# Hi every one.



## THEfishguts (Mar 5, 2009)

been comeing here because of the great classified adds fourm. just noticed the trapping board. wanted to stop in and say hey. :lol:


----------



## blhunter3 (May 5, 2007)

:welcome:


----------



## ND trapper (Nov 14, 2006)

Welcome Fishguts!

I don't know Fishguts personally but I have had the opportunity to read many of his posts over on the bucket of guts. He is a very knowledgeable trapper and will steer you in the right direction. It is a BIG plus to have him aboard.


----------



## THEfishguts (Mar 5, 2009)

well thank you ND, i wish i was closer id like to get a bunch of these snow goose deeks i see being sold. darn shipping is a killer though. i will keep my eyes open.


----------



## ND trapper (Nov 14, 2006)

It might be awhile before the snows make it up.
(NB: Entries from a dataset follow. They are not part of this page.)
//! Query expressions for the docbind remote document store.
//!
//! An [`Expr`] is an opaque, serializable description of an operation the
//! remote store evaluates. This crate only builds expressions; it attaches
//! no evaluation semantics to them. The mapper uses the write constructors
//! ([`Expr::create`], [`Expr::update`], [`Expr::replace`], [`Expr::delete`])
//! and [`Expr::get`]; the paging constructors are provided for callers that
//! compose index-backed reads.
//!
//! # Wire shape
//!
//! Function calls are JSON objects keyed by the function name, with named
//! arguments alongside:
//!
//! ```text
//! {"create": {"@ref": "classes/users"}, "params": {"object": {"data": {"object": {"x": 5}}}}}
//! ```
//!
//! Literal objects are quoted with `{"object": ...}` so the store does not
//! mistake them for calls.

mod expr;

pub use expr::{Expr, OPERATIONS, unquote};
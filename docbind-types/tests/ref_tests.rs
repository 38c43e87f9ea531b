use docbind_types::Ref;
use proptest::prelude::*;
use serde_json::json;
use std::collections::HashSet;
use std::str::FromStr;

// ── Construction ─────────────────────────────────────────────────

#[test]
fn new_keeps_class_and_id() {
    let r = Ref::new("classes/users", "42");
    assert_eq!(r.class(), "classes/users");
    assert_eq!(r.id(), "42");
}

#[test]
fn class_ref_lives_in_classes() {
    let r = Ref::class_ref("users").unwrap();
    assert_eq!(r.class(), "classes");
    assert_eq!(r.id(), "users");
    assert_eq!(r.to_string(), "classes/users");
}

#[test]
fn instance_nests_under_class_ref() {
    let class = Ref::class_ref("users").unwrap();
    let r = class.instance("42").unwrap();
    assert_eq!(r.class(), "classes/users");
    assert_eq!(r.id(), "42");
    assert_eq!(r.to_string(), "classes/users/42");
}

#[test]
fn try_new_rejects_parts_that_do_not_round_trip() {
    assert!(Ref::try_new("", "42").is_err());
    assert!(Ref::try_new("classes/users", "").is_err());
    assert!(Ref::try_new("classes/users", "a/b").is_err());
    assert!(Ref::class_ref("a/b").is_err());
    assert!(Ref::class_ref("").is_err());
}

#[test]
fn instance_rejects_nested_id() {
    let class = Ref::class_ref("users").unwrap();
    assert!(class.instance("a/b").is_err());
    assert!(class.instance("").is_err());
}

// ── Parsing ──────────────────────────────────────────────────────

#[test]
fn parse_splits_at_last_separator() {
    let r = Ref::parse("classes/users/42").unwrap();
    assert_eq!(r, Ref::new("classes/users", "42"));
}

#[test]
fn from_str_matches_parse() {
    let r = Ref::from_str("classes/users").unwrap();
    assert_eq!(r, Ref::class_ref("users").unwrap());
}

#[test]
fn parse_rejects_missing_separator() {
    assert!(Ref::parse("users").is_err());
}

#[test]
fn parse_rejects_empty_parts() {
    assert!(Ref::parse("/42").is_err());
    assert!(Ref::parse("classes/").is_err());
    assert!(Ref::parse("").is_err());
}

// ── Equality ─────────────────────────────────────────────────────

#[test]
fn equality_is_structural() {
    assert_eq!(Ref::class_ref("users").unwrap(), Ref::new("classes", "users"));
    assert_ne!(Ref::class_ref("users").unwrap(), Ref::class_ref("posts").unwrap());
    assert_ne!(Ref::new("classes/users", "1"), Ref::new("classes/posts", "1"));
}

#[test]
fn hash_dedups_equal_refs() {
    let mut set = HashSet::new();
    set.insert(Ref::class_ref("users").unwrap());
    set.insert(Ref::parse("classes/users").unwrap());
    assert_eq!(set.len(), 1);
}

// ── Wire form ────────────────────────────────────────────────────

#[test]
fn to_value_wraps_string_form() {
    let r = Ref::new("classes/users", "42");
    assert_eq!(r.to_value(), json!({"@ref": "classes/users/42"}));
}

#[test]
fn from_value_reads_wire_form() {
    let v = json!({"@ref": "classes/users/42"});
    assert_eq!(Ref::from_value(&v), Some(Ref::new("classes/users", "42")));
}

#[test]
fn from_value_rejects_other_shapes() {
    assert_eq!(Ref::from_value(&json!("classes/users/42")), None);
    assert_eq!(Ref::from_value(&json!({"ref": "classes/users/42"})), None);
    assert_eq!(Ref::from_value(&json!({"@ref": 42})), None);
    assert_eq!(Ref::from_value(&json!({"@ref": "users"})), None);
    assert_eq!(
        Ref::from_value(&json!({"@ref": "classes/users", "extra": true})),
        None
    );
}

#[test]
fn serde_uses_wire_form() {
    let r = Ref::new("classes/users", "42");
    let json = serde_json::to_value(&r).unwrap();
    assert_eq!(json, json!({"@ref": "classes/users/42"}));
    let back: Ref = serde_json::from_value(json).unwrap();
    assert_eq!(back, r);
}

#[test]
fn deserialize_rejects_malformed_ref() {
    let result: Result<Ref, _> = serde_json::from_value(json!({"@ref": "nope"}));
    assert!(result.is_err());
}

// ── Properties ───────────────────────────────────────────────────

proptest! {
    #[test]
    fn display_then_parse_is_identity(
        class in "[a-z]{1,8}(/[a-z]{1,8}){0,2}",
        id in "[a-z0-9]{1,12}",
    ) {
        let r = Ref::new(class, id);
        prop_assert_eq!(Ref::parse(&r.to_string()).unwrap(), r);
    }

    #[test]
    fn instance_survives_string_form(
        class in "[a-z]{1,8}",
        id in "[^/]{1,16}",
    ) {
        let r = Ref::class_ref(class).unwrap().instance(id).unwrap();
        prop_assert_eq!(Ref::parse(&r.to_string()).unwrap(), r.clone());
        prop_assert_eq!(Ref::from_value(&r.to_value()), Some(r));
    }

    #[test]
    fn try_new_accepts_exactly_round_trippable_ids(
        id in "[a-z/]{0,6}",
    ) {
        let built = Ref::try_new("classes/users", id.clone());
        let round_trips = Ref::parse(&format!("classes/users/{id}"))
            .is_ok_and(|r| r.id() == id);
        prop_assert_eq!(built.is_ok(), round_trips);
    }
}
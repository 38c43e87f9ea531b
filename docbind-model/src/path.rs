//! Nested document paths.
//!
//! A [`FieldPath`] is a non-empty sequence of object keys. [`get`] walks it
//! and reports absence as `None`; [`set`] walks it, creating intermediate
//! objects on the way, and assigns at the last key.

use crate::error::{ModelError, ModelResult};
use docbind_types::{DATA_KEY, Document};
use serde_json::Value;
use std::fmt;

/// The location of a field's value inside a document.
#[derive(Debug, Clone, PartialEq, Eq, Hash)]
pub struct FieldPath(Vec<String>);

impl FieldPath {
    /// Creates a path from its segments. Fails on an empty path or an empty
    /// segment.
    pub fn new<I, S>(segments: I) -> ModelResult<Self>
    where
        I: IntoIterator<Item = S>,
        S: Into<String>,
    {
        let segments: Vec<String> = segments.into_iter().map(Into::into).collect();
        if segments.is_empty() {
            return Err(ModelError::InvalidField("field path must not be empty".into()));
        }
        if segments.iter().any(String::is_empty) {
            return Err(ModelError::InvalidField(format!(
                "field path {segments:?} has an empty segment"
            )));
        }
        Ok(Self(segments))
    }

    /// Parses a dotted path such as `data.address.city`.
    pub fn parse(dotted: &str) -> ModelResult<Self> {
        Self::new(dotted.split('.'))
    }

    /// The default path of a field: `["data", name]`.
    #[must_use]
    pub fn data(name: &str) -> Self {
        Self(vec![DATA_KEY.to_string(), name.to_string()])
    }

    /// The path's segments, outermost first.
    #[must_use]
    pub fn segments(&self) -> &[String] {
        &self.0
    }

    /// The top-level key the path starts at.
    #[must_use]
    pub fn root(&self) -> &str {
        &self.0[0]
    }

    /// Number of segments (always at least one).
    #[must_use]
    pub fn len(&self) -> usize {
        self.0.len()
    }

    /// Always false, since a path has at least one segment. Exists to pair
    /// with [`len`](Self::len).
    #[must_use]
    pub fn is_empty(&self) -> bool {
        self.0.is_empty()
    }
}

impl fmt::Display for FieldPath {
    fn fmt(&self, f: &mut fmt::Formatter<'_>) -> fmt::Result {
        write!(f, "{}", self.0.join("."))
    }
}

/// Returns the value at `path` in `doc`, or `None` if any segment is missing
/// or an intermediate value is not an object.
#[must_use]
pub fn get<'a>(path: &FieldPath, doc: &'a Document) -> Option<&'a Value> {
    let (first, rest) = path.0.split_first()?;
    let mut node = doc.get(first)?;
    for segment in rest {
        node = node.as_object()?.get(segment)?;
    }
    Some(node)
}

/// Stores `value` at `path` in `doc`, creating intermediate objects as
/// needed. An intermediate non-object value is replaced by an object.
pub fn set(path: &FieldPath, value: Value, doc: &mut Document) {
    set_in(&path.0, value, doc);
}

fn set_in(segments: &[String], value: Value, node: &mut Document) {
    match segments {
        [] => {}
        [last] => {
            node.insert(last.clone(), value);
        }
        [head, rest @ ..] => {
            let child = node
                .entry(head.clone())
                .or_insert_with(|| Value::Object(Document::new()));
            if !child.is_object() {
                *child = Value::Object(Document::new());
            }
            if let Value::Object(map) = child {
                set_in(rest, value, map);
            }
        }
    }
}
//! Diff engine tests.
//!
//! Besides concrete cases, the property tests check the two guarantees a
//! partial update relies on:
//! - a document diffed against itself yields nothing
//! - deep-merging the diff onto the original reproduces every leaf of the
//!   current document

use docbind_model::diff::{diff, update_diff};
use docbind_types::Document;
use pretty_assertions::assert_eq;
use proptest::prelude::*;
use serde_json::{Value, json};

fn doc(value: Value) -> Document {
    match value {
        Value::Object(obj) => obj,
        other => panic!("expected object, got {other}"),
    }
}

/// Partial-update semantics: objects merge key by key, anything else
/// overwrites.
fn merge(target: &mut Document, patch: &Document) {
    for (key, value) in patch {
        match (target.get_mut(key), value) {
            (Some(Value::Object(existing)), Value::Object(inner)) => merge(existing, inner),
            _ => {
                target.insert(key.clone(), value.clone());
            }
        }
    }
}

/// Every leaf of `expected` appears with the same value in `actual`.
fn covers(actual: &Document, expected: &Document) -> bool {
    expected.iter().all(|(key, value)| match (actual.get(key), value) {
        (Some(Value::Object(a)), Value::Object(e)) => covers(a, e),
        (Some(a), e) => a == e,
        (None, _) => false,
    })
}

// ── Concrete cases ───────────────────────────────────────────────

#[test]
fn identical_documents_have_empty_diff() {
    let d = doc(json!({"data": {"x": 1, "tags": ["a"]}, "ts": 5}));
    assert!(diff(&d, &d).is_empty());
}

#[test]
fn changed_scalar_is_reported() {
    let original = doc(json!({"data": {"x": 5, "y": 1}}));
    let current = doc(json!({"data": {"x": 7, "y": 1}}));
    assert_eq!(diff(&original, &current), doc(json!({"data": {"x": 7}})));
}

#[test]
fn added_key_is_reported_whole() {
    let original = doc(json!({"data": {}}));
    let current = doc(json!({"data": {"addr": {"city": "Oslo", "zip": "0150"}}}));
    assert_eq!(
        diff(&original, &current),
        doc(json!({"data": {"addr": {"city": "Oslo", "zip": "0150"}}}))
    );
}

#[test]
fn added_top_level_object_is_reported_whole() {
    let current = doc(json!({"data": {"x": 5}}));
    assert_eq!(diff(&Document::new(), &current), current);
}

#[test]
fn removed_key_is_not_represented() {
    let original = doc(json!({"data": {"x": 1, "y": 2}}));
    let current = doc(json!({"data": {"x": 1}}));
    assert!(diff(&original, &current).is_empty());
}

#[test]
fn nested_changes_keep_only_changed_leaves() {
    let original = doc(json!({"data": {"a": {"b": 1, "c": 2}, "d": 3}}));
    let current = doc(json!({"data": {"a": {"b": 1, "c": 9}, "d": 3}}));
    assert_eq!(
        diff(&original, &current),
        doc(json!({"data": {"a": {"c": 9}}}))
    );
}

#[test]
fn arrays_compare_whole() {
    let original = doc(json!({"data": {"tags": ["a", "b"]}}));
    let current = doc(json!({"data": {"tags": ["a", "c"]}}));
    assert_eq!(
        diff(&original, &current),
        doc(json!({"data": {"tags": ["a", "c"]}}))
    );

    let same = doc(json!({"data": {"tags": ["a", "b"]}}));
    assert!(diff(&original, &same).is_empty());
}

#[test]
fn type_change_reports_current_value() {
    let original = doc(json!({"data": {"x": {"nested": 1}}}));
    let current = doc(json!({"data": {"x": 1}}));
    assert_eq!(diff(&original, &current), doc(json!({"data": {"x": 1}})));

    let back = diff(&current, &original);
    assert_eq!(back, doc(json!({"data": {"x": {"nested": 1}}})));
}

#[test]
fn null_is_a_value() {
    let original = doc(json!({"data": {"x": 1}}));
    let current = doc(json!({"data": {"x": null}}));
    assert_eq!(diff(&original, &current), doc(json!({"data": {"x": null}})));
}

#[test]
fn integer_and_float_are_distinct() {
    let original = doc(json!({"n": 1}));
    let current = doc(json!({"n": 1.0}));
    assert_eq!(diff(&original, &current), doc(json!({"n": 1.0})));
}

#[test]
fn server_attributes_are_never_diffed() {
    let original = doc(json!({
        "ref": {"@ref": "classes/users/1"},
        "ts": 1,
        "class": {"@ref": "classes/users"},
        "data": {"x": 1}
    }));
    let current = doc(json!({
        "ref": {"@ref": "classes/users/2"},
        "ts": 2,
        "class": {"@ref": "classes/users"},
        "data": {"x": 1}
    }));
    assert!(diff(&original, &current).is_empty());
    assert!(diff(&Document::new(), &current).get("ts").is_none());
}

#[test]
fn reserved_names_below_top_level_are_user_keys() {
    let original = doc(json!({"data": {"ts": 1, "ref": "a"}}));
    let current = doc(json!({"data": {"ts": 2, "ref": "a"}}));
    assert_eq!(diff(&original, &current), doc(json!({"data": {"ts": 2}})));
}

// ── update_diff ──────────────────────────────────────────────────

#[test]
fn update_diff_drops_reserved_attributes() {
    let original = doc(json!({"data": {"x": 1}}));
    let current = doc(json!({
        "ref": {"@ref": "classes/users/1"},
        "ts": 10,
        "class": {"@ref": "classes/users"},
        "data": {"x": 2}
    }));
    assert_eq!(update_diff(&original, &current), doc(json!({"data": {"x": 2}})));
}

#[test]
fn update_diff_keeps_non_data_attributes() {
    let original = doc(json!({"data": {}, "meta": {"v": 1}}));
    let current = doc(json!({"data": {}, "meta": {"v": 2}}));
    assert_eq!(update_diff(&original, &current), doc(json!({"meta": {"v": 2}})));
}

// ── Properties ───────────────────────────────────────────────────

fn leaf_strategy() -> impl Strategy<Value = Value> {
    prop_oneof![
        Just(Value::Null),
        any::<bool>().prop_map(Value::from),
        (-5i64..5).prop_map(Value::from),
        "[ab]{0,2}".prop_map(Value::from),
    ]
}

fn value_strategy() -> impl Strategy<Value = Value> {
    leaf_strategy().prop_recursive(3, 24, 3, |inner| {
        prop_oneof![
            prop::collection::vec(inner.clone(), 0..3).prop_map(Value::Array),
            prop::collection::btree_map("[a-c]", inner, 0..3)
                .prop_map(|m| Value::Object(m.into_iter().collect())),
        ]
    })
}

fn document_strategy() -> impl Strategy<Value = Document> {
    prop::collection::btree_map("[a-c]", value_strategy(), 0..4)
        .prop_map(|m| m.into_iter().collect())
}

proptest! {
    #[test]
    fn self_diff_is_empty(d in document_strategy()) {
        prop_assert!(diff(&d, &d).is_empty());
    }

    #[test]
    fn merged_diff_covers_current(
        original in document_strategy(),
        current in document_strategy(),
    ) {
        let patch = diff(&original, &current);
        let mut merged = original.clone();
        merge(&mut merged, &patch);
        prop_assert!(covers(&merged, &current));
    }

    #[test]
    fn diff_only_names_changed_keys(
        original in document_strategy(),
        current in document_strategy(),
    ) {
        let patch = diff(&original, &current);
        for key in patch.keys() {
            prop_assert!(current.contains_key(key));
            prop_assert_ne!(original.get(key), current.get(key));
        }
    }

    #[test]
    fn diff_skips_top_level_server_attributes(
        original in document_strategy(),
        mut current in document_strategy(),
        ts in any::<i64>(),
    ) {
        current.insert("ts".to_string(), Value::from(ts));
        current.insert("ref".to_string(), json!({"@ref": "classes/users/1"}));
        let patch = diff(&original, &current);
        prop_assert!(!patch.contains_key("ts"));
        prop_assert!(!patch.contains_key("ref"));
    }

    #[test]
    fn diff_is_deterministic(
        original in document_strategy(),
        current in document_strategy(),
    ) {
        prop_assert_eq!(diff(&original, &current), diff(&original, &current));
    }
}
There's still a lot of snow on the ground with some more on the way from what I hear.


----------



## sage (Nov 10, 2007)

He's a big pain in the bucket. :lol:

You might figure out who this is one day. 8)

No not yancy.


----------



## Sask hunter (Sep 11, 2008)

:welcome:


----------



## THEfishguts (Mar 5, 2009)

thanks sask, hummm sage, from idaho huh. bet i know ya!


----------



## sage (Nov 10, 2007)

Smart a$$ forgot I had the state listed.
Oh well, yepper you know me.  
Enjoy the site nice guys.


----------



## THEfishguts (Mar 5, 2009)

haha thought so, is yance here?


----------